Isolate every line in the records below with "commands" in it.

Data excerpts START

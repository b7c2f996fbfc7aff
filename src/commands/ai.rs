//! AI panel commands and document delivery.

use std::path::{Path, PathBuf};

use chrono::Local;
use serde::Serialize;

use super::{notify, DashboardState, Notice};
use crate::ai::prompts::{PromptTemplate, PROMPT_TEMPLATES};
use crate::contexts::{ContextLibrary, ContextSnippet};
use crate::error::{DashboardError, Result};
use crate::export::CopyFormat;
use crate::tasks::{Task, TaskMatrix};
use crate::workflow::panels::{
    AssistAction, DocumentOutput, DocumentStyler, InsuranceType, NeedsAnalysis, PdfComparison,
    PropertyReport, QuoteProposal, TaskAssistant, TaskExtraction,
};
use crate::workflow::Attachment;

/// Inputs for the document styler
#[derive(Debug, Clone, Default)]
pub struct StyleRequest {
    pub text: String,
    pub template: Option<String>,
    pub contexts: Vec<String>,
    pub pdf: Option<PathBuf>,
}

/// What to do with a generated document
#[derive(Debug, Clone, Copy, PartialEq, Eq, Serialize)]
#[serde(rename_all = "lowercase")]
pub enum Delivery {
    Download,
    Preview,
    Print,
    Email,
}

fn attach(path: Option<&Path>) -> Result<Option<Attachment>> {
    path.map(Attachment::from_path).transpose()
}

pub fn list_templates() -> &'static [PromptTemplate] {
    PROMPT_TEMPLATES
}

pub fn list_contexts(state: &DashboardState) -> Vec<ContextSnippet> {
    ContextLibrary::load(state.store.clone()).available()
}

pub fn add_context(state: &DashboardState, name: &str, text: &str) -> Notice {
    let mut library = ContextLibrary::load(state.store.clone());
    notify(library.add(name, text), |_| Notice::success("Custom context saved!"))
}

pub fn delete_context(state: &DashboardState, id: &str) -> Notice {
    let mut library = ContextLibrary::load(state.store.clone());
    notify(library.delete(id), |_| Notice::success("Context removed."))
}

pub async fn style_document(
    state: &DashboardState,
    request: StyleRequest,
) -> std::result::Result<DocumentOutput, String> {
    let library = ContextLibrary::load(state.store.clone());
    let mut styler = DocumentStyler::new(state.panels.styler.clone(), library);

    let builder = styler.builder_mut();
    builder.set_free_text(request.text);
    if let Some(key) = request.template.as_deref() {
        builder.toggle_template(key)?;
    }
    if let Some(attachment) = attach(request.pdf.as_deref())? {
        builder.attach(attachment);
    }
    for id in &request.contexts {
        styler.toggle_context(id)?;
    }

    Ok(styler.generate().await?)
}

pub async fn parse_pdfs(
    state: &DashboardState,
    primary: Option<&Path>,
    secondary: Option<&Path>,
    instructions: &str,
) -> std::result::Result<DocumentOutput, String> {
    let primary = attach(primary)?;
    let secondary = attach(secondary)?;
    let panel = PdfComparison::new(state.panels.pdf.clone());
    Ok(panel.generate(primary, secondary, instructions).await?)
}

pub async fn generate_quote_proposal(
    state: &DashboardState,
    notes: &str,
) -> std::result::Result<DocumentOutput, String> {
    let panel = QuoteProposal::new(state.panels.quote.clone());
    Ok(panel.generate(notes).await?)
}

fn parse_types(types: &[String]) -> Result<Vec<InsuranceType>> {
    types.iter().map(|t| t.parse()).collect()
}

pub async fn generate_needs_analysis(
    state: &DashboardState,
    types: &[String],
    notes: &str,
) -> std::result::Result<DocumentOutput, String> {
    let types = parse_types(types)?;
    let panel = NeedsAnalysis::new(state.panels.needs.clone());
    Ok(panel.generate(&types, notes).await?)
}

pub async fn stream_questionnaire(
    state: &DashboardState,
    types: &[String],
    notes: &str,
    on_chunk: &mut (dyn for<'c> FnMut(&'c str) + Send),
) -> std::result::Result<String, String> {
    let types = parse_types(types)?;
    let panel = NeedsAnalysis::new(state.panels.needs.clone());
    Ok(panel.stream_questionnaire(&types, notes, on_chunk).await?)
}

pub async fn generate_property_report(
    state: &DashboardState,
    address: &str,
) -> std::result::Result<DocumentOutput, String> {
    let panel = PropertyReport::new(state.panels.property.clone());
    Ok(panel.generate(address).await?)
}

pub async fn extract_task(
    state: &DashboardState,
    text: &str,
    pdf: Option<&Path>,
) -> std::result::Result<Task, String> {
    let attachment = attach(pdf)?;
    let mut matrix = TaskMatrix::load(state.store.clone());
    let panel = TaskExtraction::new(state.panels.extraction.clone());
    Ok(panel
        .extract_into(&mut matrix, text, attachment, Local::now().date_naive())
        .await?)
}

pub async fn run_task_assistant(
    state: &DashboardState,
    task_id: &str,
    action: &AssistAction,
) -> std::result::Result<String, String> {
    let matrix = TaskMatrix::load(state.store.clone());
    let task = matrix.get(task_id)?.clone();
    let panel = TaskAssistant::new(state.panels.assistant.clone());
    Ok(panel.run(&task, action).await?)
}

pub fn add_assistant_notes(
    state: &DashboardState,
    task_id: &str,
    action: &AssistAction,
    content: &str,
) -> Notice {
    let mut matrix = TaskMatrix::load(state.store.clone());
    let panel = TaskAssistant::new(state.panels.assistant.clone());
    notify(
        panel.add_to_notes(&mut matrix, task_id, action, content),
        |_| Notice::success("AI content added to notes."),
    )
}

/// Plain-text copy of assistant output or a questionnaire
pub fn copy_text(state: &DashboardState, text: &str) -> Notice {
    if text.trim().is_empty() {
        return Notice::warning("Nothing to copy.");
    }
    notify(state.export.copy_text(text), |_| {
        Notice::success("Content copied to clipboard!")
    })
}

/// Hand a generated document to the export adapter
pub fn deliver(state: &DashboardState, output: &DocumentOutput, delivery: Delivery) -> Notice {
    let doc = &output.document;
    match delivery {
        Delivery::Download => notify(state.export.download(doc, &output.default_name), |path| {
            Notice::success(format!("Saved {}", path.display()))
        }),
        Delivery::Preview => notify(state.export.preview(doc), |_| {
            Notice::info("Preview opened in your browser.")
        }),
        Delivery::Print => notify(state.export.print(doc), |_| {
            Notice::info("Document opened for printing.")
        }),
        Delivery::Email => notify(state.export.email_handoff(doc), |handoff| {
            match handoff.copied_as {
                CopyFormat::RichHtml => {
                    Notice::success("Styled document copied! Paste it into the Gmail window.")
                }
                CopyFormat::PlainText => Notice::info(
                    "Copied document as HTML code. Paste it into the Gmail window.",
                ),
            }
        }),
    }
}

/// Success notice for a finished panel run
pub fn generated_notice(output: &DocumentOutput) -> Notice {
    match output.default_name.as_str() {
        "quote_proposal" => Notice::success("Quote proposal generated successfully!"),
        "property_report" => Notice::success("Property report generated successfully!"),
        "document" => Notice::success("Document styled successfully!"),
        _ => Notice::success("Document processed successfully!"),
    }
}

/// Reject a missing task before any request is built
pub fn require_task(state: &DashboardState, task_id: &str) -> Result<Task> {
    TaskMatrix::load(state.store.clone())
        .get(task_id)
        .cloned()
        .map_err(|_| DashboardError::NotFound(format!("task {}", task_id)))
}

Data excerpts END

• **Exercise answer**
filename src/commands/ai.rs
//! AI panel commands and document delivery.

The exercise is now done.